TASK REQUIREMENTS: Look through the entries below and say how many lines contain the string "iter". Give the number only.

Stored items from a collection
[Start of section]

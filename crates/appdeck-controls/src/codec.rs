//! Controller document codec.
//!
//! The serialized form is a plain JSON document: dependency edges are ids
//! and functions are registry names, so loading a document never patches
//! object references after the fact. Pending edits and dirty flags are not
//! persisted; a loaded controller starts fully dirty, exactly like a
//! freshly constructed one.

use serde_json::{json, Map, Value};

use crate::control::{Control, ControlData};
use crate::controller::{Controller, InvalidationPolicy};
use crate::error::ConfigurationError;
use crate::list_model::ListItems;
use crate::registry::{Registry, TitleHook, UpdateHook};
use crate::validate::{Validator, ValidatorKind};
use crate::ControlId;

impl Controller {
    /// Serializes the controller to its JSON document.
    pub fn to_value(&self) -> Value {
        json!({
            "policy": serde_json::to_value(self.policy()).unwrap_or(Value::Null),
            "order": self.order(),
            "controls": self.controls().map(pack_control).collect::<Vec<_>>(),
        })
    }

    /// Rebuilds a controller from its JSON document, resolving named
    /// functions against `registry`.
    pub fn from_value(source: &Value, registry: &Registry) -> Result<Self, ConfigurationError> {
        let root = source
            .as_object()
            .ok_or_else(|| invalid("document is not an object"))?;
        let policy = match root.get("policy") {
            None | Some(Value::Null) => InvalidationPolicy::default(),
            Some(v) => serde_json::from_value(v.clone())
                .map_err(|e| invalid(&format!("bad policy: {e}")))?,
        };
        let order = root
            .get("order")
            .and_then(Value::as_array)
            .ok_or_else(|| invalid("missing order"))?
            .iter()
            .map(|v| {
                v.as_str()
                    .map(ControlId::from)
                    .ok_or_else(|| invalid("order entries must be strings"))
            })
            .collect::<Result<Vec<_>, _>>()?;
        let controls = root
            .get("controls")
            .and_then(Value::as_array)
            .ok_or_else(|| invalid("missing controls"))?
            .iter()
            .map(|v| unpack_control(v, registry))
            .collect::<Result<Vec<_>, _>>()?;
        Controller::from_parts(controls, order, policy)
    }
}

fn invalid(message: &str) -> ConfigurationError {
    ConfigurationError::InvalidDocument(message.to_string())
}

fn pack_control(control: &Control) -> Value {
    let mut record = Map::new();
    record.insert("id".into(), json!(control.id()));
    record.insert("type".into(), json!(control.kind_name()));
    record.insert("label".into(), json!(control.label()));
    record.insert("optional".into(), json!(control.optional()));
    record.insert("parents".into(), json!(control.parents()));
    record.insert(
        "update".into(),
        json!(control.update_hook().map(|h| h.name.clone())),
    );
    match control.data() {
        ControlData::TextField { data, validator, .. } => {
            record.insert("data".into(), json!(data));
            record.insert(
                "validator".into(),
                validator
                    .as_ref()
                    .map(|v| pack_validator(v.kind()))
                    .unwrap_or(Value::Null),
            );
        }
        ControlData::ComboBox { items, selected, title } => {
            record.insert("items".into(), pack_items(items));
            record.insert("selected".into(), json!(selected));
            record.insert("title".into(), json!(title.as_ref().map(|t| t.name.clone())));
        }
        ControlData::Slider { data, selected } => {
            record.insert("data".into(), json!(data));
            record.insert("selected".into(), json!(selected));
        }
        ControlData::FileUpload { is_text, .. } => {
            record.insert("is_text".into(), json!(is_text));
        }
        ControlData::Apply => {}
    }
    Value::Object(record)
}

fn pack_validator(kind: &ValidatorKind) -> Value {
    match kind {
        ValidatorKind::Int => json!({"kind": "int"}),
        ValidatorKind::Float => json!({"kind": "float"}),
        ValidatorKind::Named { name, .. } => json!({"kind": "named", "name": name}),
    }
}

fn pack_items(items: &ListItems) -> Value {
    match items {
        ListItems::Fixed(data) => json!({"kind": "fixed", "data": data}),
        ListItems::Producer { name, .. } => json!({"kind": "producer", "name": name}),
    }
}

fn unpack_control(source: &Value, registry: &Registry) -> Result<Control, ConfigurationError> {
    let record = source
        .as_object()
        .ok_or_else(|| invalid("control record is not an object"))?;
    let id = record
        .get("id")
        .and_then(Value::as_str)
        .map(ControlId::from)
        .ok_or_else(|| invalid("control record missing id"))?;
    let kind = record
        .get("type")
        .and_then(Value::as_str)
        .ok_or_else(|| invalid("control record missing type"))?;
    let label = record
        .get("label")
        .and_then(Value::as_str)
        .map(str::to_string);
    let optional = record.get("optional").and_then(Value::as_bool);
    let parents = record
        .get("parents")
        .and_then(Value::as_array)
        .map(|list| {
            list.iter()
                .map(|v| {
                    v.as_str()
                        .map(ControlId::from)
                        .ok_or_else(|| invalid("parent ids must be strings"))
                })
                .collect::<Result<Vec<_>, _>>()
        })
        .transpose()?
        .unwrap_or_default();
    let update = record
        .get("update")
        .and_then(Value::as_str)
        .map(|name| {
            registry.update(name).map(|func| UpdateHook {
                name: name.to_string(),
                func,
            })
        })
        .transpose()?;

    let data = match kind {
        "TextField" => ControlData::TextField {
            data: record
                .get("data")
                .and_then(Value::as_str)
                .map(str::to_string),
            validator: record
                .get("validator")
                .filter(|v| !v.is_null())
                .map(|v| unpack_validator(v, registry))
                .transpose()?,
            validated: None,
        },
        "ComboBox" => ControlData::ComboBox {
            items: unpack_items(
                record.get("items").ok_or_else(|| invalid("missing items"))?,
                registry,
            )?,
            selected: record
                .get("selected")
                .and_then(Value::as_i64)
                .unwrap_or(0),
            title: record
                .get("title")
                .and_then(Value::as_str)
                .map(|name| {
                    registry.title(name).map(|func| TitleHook {
                        name: name.to_string(),
                        func,
                    })
                })
                .transpose()?,
        },
        "Slider" => ControlData::Slider {
            data: record
                .get("data")
                .and_then(Value::as_array)
                .map(|list| list.iter().filter_map(Value::as_f64).collect())
                .unwrap_or_default(),
            selected: record
                .get("selected")
                .and_then(Value::as_i64)
                .unwrap_or(0),
        },
        "FileUpload" => ControlData::FileUpload {
            is_text: record
                .get("is_text")
                .and_then(Value::as_bool)
                .unwrap_or(true),
            content: None,
        },
        "Apply" => ControlData::Apply,
        other => return Err(invalid(&format!("unsupported control type: {other}"))),
    };

    Ok(Control::assemble(
        Some(id),
        label,
        optional,
        parents,
        update,
        data,
    ))
}

fn unpack_validator(source: &Value, registry: &Registry) -> Result<Validator, ConfigurationError> {
    let kind = source
        .get("kind")
        .and_then(Value::as_str)
        .ok_or_else(|| invalid("validator record missing kind"))?;
    match kind {
        "int" => Ok(Validator::int()),
        "float" => Ok(Validator::float()),
        "named" => {
            let name = source
                .get("name")
                .and_then(Value::as_str)
                .ok_or_else(|| invalid("named validator missing name"))?;
            Ok(Validator::named(name, registry.validator(name)?))
        }
        other => Err(invalid(&format!("unsupported validator kind: {other}"))),
    }
}

fn unpack_items(source: &Value, registry: &Registry) -> Result<ListItems, ConfigurationError> {
    let kind = source
        .get("kind")
        .and_then(Value::as_str)
        .ok_or_else(|| invalid("items record missing kind"))?;
    match kind {
        "fixed" => Ok(ListItems::Fixed(
            source
                .get("data")
                .and_then(Value::as_array)
                .cloned()
                .unwrap_or_default(),
        )),
        "producer" => {
            let name = source
                .get("name")
                .and_then(Value::as_str)
                .ok_or_else(|| invalid("producer items missing name"))?;
            Ok(ListItems::Producer {
                name: name.to_string(),
                func: registry.producer(name)?,
            })
        }
        other => Err(invalid(&format!("unsupported items kind: {other}"))),
    }
}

[End of section]

OUTPUT OF THE EXERCISE: 4